══ INFORMATION SHOWN

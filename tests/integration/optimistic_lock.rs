mod common;

use common::{seed, session};
use quarry::{Predicate, QueryBuilder, Record, Result, UpdateBuilder, Value};

fn reload(session: &mut quarry::Session<quarry::SqliteExecutor>, pet: &Record) -> Result<Record> {
    let id = pet.get("id").cloned().unwrap_or(Value::Null);
    Ok(session.find_by_id("pet", id)?.expect("pet still stored"))
}

#[test]
fn stale_version_conflicts_and_fresh_row_updates() -> Result<()> {
    let mut session = session()?;
    let seeded = seed(&mut session)?;
    let leo = reload(&mut session, &seeded.pets[0])?;
    assert_eq!(leo.get("version"), Some(&Value::Int(0)));

    let mut first = leo.clone();
    first.set("name", "Leonardo");
    session.update(&mut first)?;
    assert_eq!(first.get("version"), Some(&Value::Int(1)));

    let mut stale = leo;
    stale.set("name", "Leopold");
    let err = session.update(&mut stale).unwrap_err();
    assert_eq!(err.code(), "ConcurrencyConflictError");
    assert_eq!(stale.get("version"), Some(&Value::Int(0)));

    let mut fresh = reload(&mut session, &stale)?;
    assert_eq!(fresh.get("name").and_then(Value::as_str), Some("Leonardo"));
    fresh.set("name", "Leopold");
    session.update(&mut fresh)?;
    let stored = reload(&mut session, &fresh)?;
    assert_eq!(stored.get("name").and_then(Value::as_str), Some("Leopold"));
    assert_eq!(stored.get("version"), Some(&Value::Int(2)));
    Ok(())
}

#[test]
fn stale_delete_conflicts() -> Result<()> {
    let mut session = session()?;
    let seeded = seed(&mut session)?;
    // Basil's only visit references it through a foreign key.
    session.delete(&seeded.visits[2])?;
    let basil = reload(&mut session, &seeded.pets[1])?;

    let mut bumped = basil.clone();
    session.update(&mut bumped)?;
    let err = session.delete(&basil).unwrap_err();
    assert_eq!(err.code(), "ConcurrencyConflictError");
    session.delete(&bumped)?;
    assert!(!session.exists(&QueryBuilder::new("pet").filter(Predicate::eq("name", "Basil")))?);
    Ok(())
}

#[test]
fn unversioned_missing_row_is_not_found() -> Result<()> {
    let mut session = session()?;
    let ghost = Record::new("owner")
        .with("id", 42i64)
        .with("first_name", "Nobody")
        .with("last_name", "Here");
    let err = session.delete(&ghost).unwrap_err();
    assert_eq!(err.code(), "EntityNotFound");
    let mut ghost = ghost;
    assert_eq!(session.update(&mut ghost).unwrap_err().code(), "EntityNotFound");
    Ok(())
}

#[test]
fn bulk_updates_need_a_filter_or_an_explicit_opt_in() -> Result<()> {
    let mut session = session()?;
    seed(&mut session)?;
    let err = UpdateBuilder::new("pet")
        .set("birth_date", Value::Null)
        .to_statement(session.context())
        .unwrap_err();
    assert_eq!(err.code(), "SqlTemplateException");

    let statement = UpdateBuilder::new("pet")
        .set("name", "Shared")
        .filter(Predicate::eq("owner.id", 1i64))
        .to_statement(session.context());
    // Joins are not available inside UPDATE; filter through the owning column.
    assert_eq!(statement.unwrap_err().code(), "PathResolutionError");

    let statement = UpdateBuilder::new("pet")
        .set("name", "Shared")
        .filter(Predicate::eq("owner", 1i64))
        .to_statement(session.context())?;
    assert_eq!(session.execute(&statement)?, 2);
    Ok(())
}

#[test]
fn constraint_failures_surface_with_their_cause() -> Result<()> {
    let mut session = session()?;
    let mut orphan = Record::new("pet").with("name", "Stray").with("owner_id", 77i64);
    let err = session.insert(&mut orphan).unwrap_err();
    assert_eq!(err.code(), "ConstraintViolationError");
    assert!(std::error::Error::source(&err).is_some());
    Ok(())
}
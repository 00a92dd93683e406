//! Canonical scalar value representation shared by parameters, records, and rows.
use std::collections::BTreeMap;
use std::fmt;

use serde::{Deserialize, Serialize};

/// Typed value tagged with explicit type information so bound parameters stay
/// unambiguous whatever executor receives them.
#[derive(Clone, Debug, PartialEq, Serialize, Deserialize)]
#[serde(tag = "t", content = "v")]
pub enum Value {
    /// Null literal.
    Null,
    /// Boolean literal.
    Bool(bool),
    /// Signed 64-bit integer literal.
    Int(i64),
    /// 64-bit floating point literal.
    Float(f64),
    /// UTF-8 string literal.
    String(String),
    /// Arbitrary binary payload represented as bytes.
    Bytes(Vec<u8>),
    /// Nanoseconds since Unix epoch in UTC.
    DateTime(i128),
}

impl Value {
    /// Returns true for [`Value::Null`].
    pub fn is_null(&self) -> bool {
        matches!(self, Value::Null)
    }

    /// Returns the integer payload, if any.
    pub fn as_int(&self) -> Option<i64> {
        match self {
            Value::Int(v) => Some(*v),
            _ => None,
        }
    }

    /// Returns the string payload, if any.
    pub fn as_str(&self) -> Option<&str> {
        match self {
            Value::String(v) => Some(v),
            _ => None,
        }
    }
}

impl fmt::Display for Value {
    fn fmt(&self, f: &mut fmt::Formatter<'_>) -> fmt::Result {
        match self {
            Value::Null => f.write_str("NULL"),
            Value::Bool(v) => write!(f, "{v}"),
            Value::Int(v) => write!(f, "{v}"),
            Value::Float(v) => write!(f, "{v}"),
            Value::String(v) => write!(f, "'{v}'"),
            Value::Bytes(v) => write!(f, "<{} bytes>", v.len()),
            Value::DateTime(v) => write!(f, "@{v}"),
        }
    }
}

impl From<&str> for Value {
    fn from(value: &str) -> Self {
        Value::String(value.to_owned())
    }
}

impl From<String> for Value {
    fn from(value: String) -> Self {
        Value::String(value)
    }
}

impl From<bool> for Value {
    fn from(value: bool) -> Self {
        Value::Bool(value)
    }
}

impl From<i64> for Value {
    fn from(value: i64) -> Self {
        Value::Int(value)
    }
}

impl From<i32> for Value {
    fn from(value: i32) -> Self {
        Value::Int(i64::from(value))
    }
}

impl From<f64> for Value {
    fn from(value: f64) -> Self {
        Value::Float(value)
    }
}

impl From<Vec<u8>> for Value {
    fn from(value: Vec<u8>) -> Self {
        Value::Bytes(value)
    }
}

impl From<&[u8]> for Value {
    fn from(value: &[u8]) -> Self {
        Value::Bytes(value.to_vec())
    }
}

impl<T: Into<Value>> From<Option<T>> for Value {
    fn from(value: Option<T>) -> Self {
        value.map_or(Value::Null, Into::into)
    }
}

/// Explicit SQL type hint attached to a bound parameter or column.
///
/// Temporal hints decide how a [`Value::DateTime`] is rendered when the
/// executor has no native timestamp type.
#[derive(Clone, Copy, Debug, Eq, PartialEq, Hash, Serialize, Deserialize)]
#[serde(rename_all = "snake_case")]
pub enum SqlType {
    Integer,
    Real,
    Text,
    Blob,
    Boolean,
    Date,
    Time,
    Timestamp,
}

/// Parameter as it appears in a compiled statement's parameter list.
#[derive(Clone, Debug, PartialEq)]
pub struct BoundParam {
    /// Value to bind.
    pub value: Value,
    /// Optional type hint from the column or the caller.
    pub hint: Option<SqlType>,
}

impl BoundParam {
    /// Creates a parameter without a type hint.
    pub fn new(value: impl Into<Value>) -> Self {
        Self {
            value: value.into(),
            hint: None,
        }
    }

    /// Creates a parameter with an explicit type hint.
    pub fn typed(value: impl Into<Value>, hint: SqlType) -> Self {
        Self {
            value: value.into(),
            hint: Some(hint),
        }
    }
}

/// An entity instance: the values of one row keyed by column name.
///
/// Records are what callers hand to insert/update/delete builders and what a
/// session materializes for a root-entity projection.
#[derive(Clone, Debug, Default, PartialEq, Serialize, Deserialize)]
pub struct Record {
    /// Entity name the record belongs to.
    pub entity: String,
    /// Column values.
    pub values: BTreeMap<String, Value>,
}

impl Record {
    /// Creates an empty record for the entity.
    pub fn new(entity: impl Into<String>) -> Self {
        Self {
            entity: entity.into(),
            values: BTreeMap::new(),
        }
    }

    /// Sets a column value, returning the updated record.
    pub fn with(mut self, column: impl Into<String>, value: impl Into<Value>) -> Self {
        self.values.insert(column.into(), value.into());
        self
    }

    /// Sets a column value in place.
    pub fn set(&mut self, column: impl Into<String>, value: impl Into<Value>) {
        self.values.insert(column.into(), value.into());
    }

    /// Looks up a column value.
    pub fn get(&self, column: &str) -> Option<&Value> {
        self.values.get(column)
    }
}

════

_PROBLEM STATEMENT:_ For the string "code", find every line of the material that contains it, and copy each one.

_WRITTEN RESPONSE:_
    assert_eq!(err.code(), "ConcurrencyConflictError");
    assert_eq!(err.code(), "ConcurrencyConflictError");
    assert_eq!(err.code(), "EntityNotFound");
    assert_eq!(session.update(&mut ghost).unwrap_err().code(), "EntityNotFound");
    assert_eq!(err.code(), "SqlTemplateException");
    assert_eq!(statement.unwrap_err().code(), "PathResolutionError");
    assert_eq!(err.code(), "ConstraintViolationError");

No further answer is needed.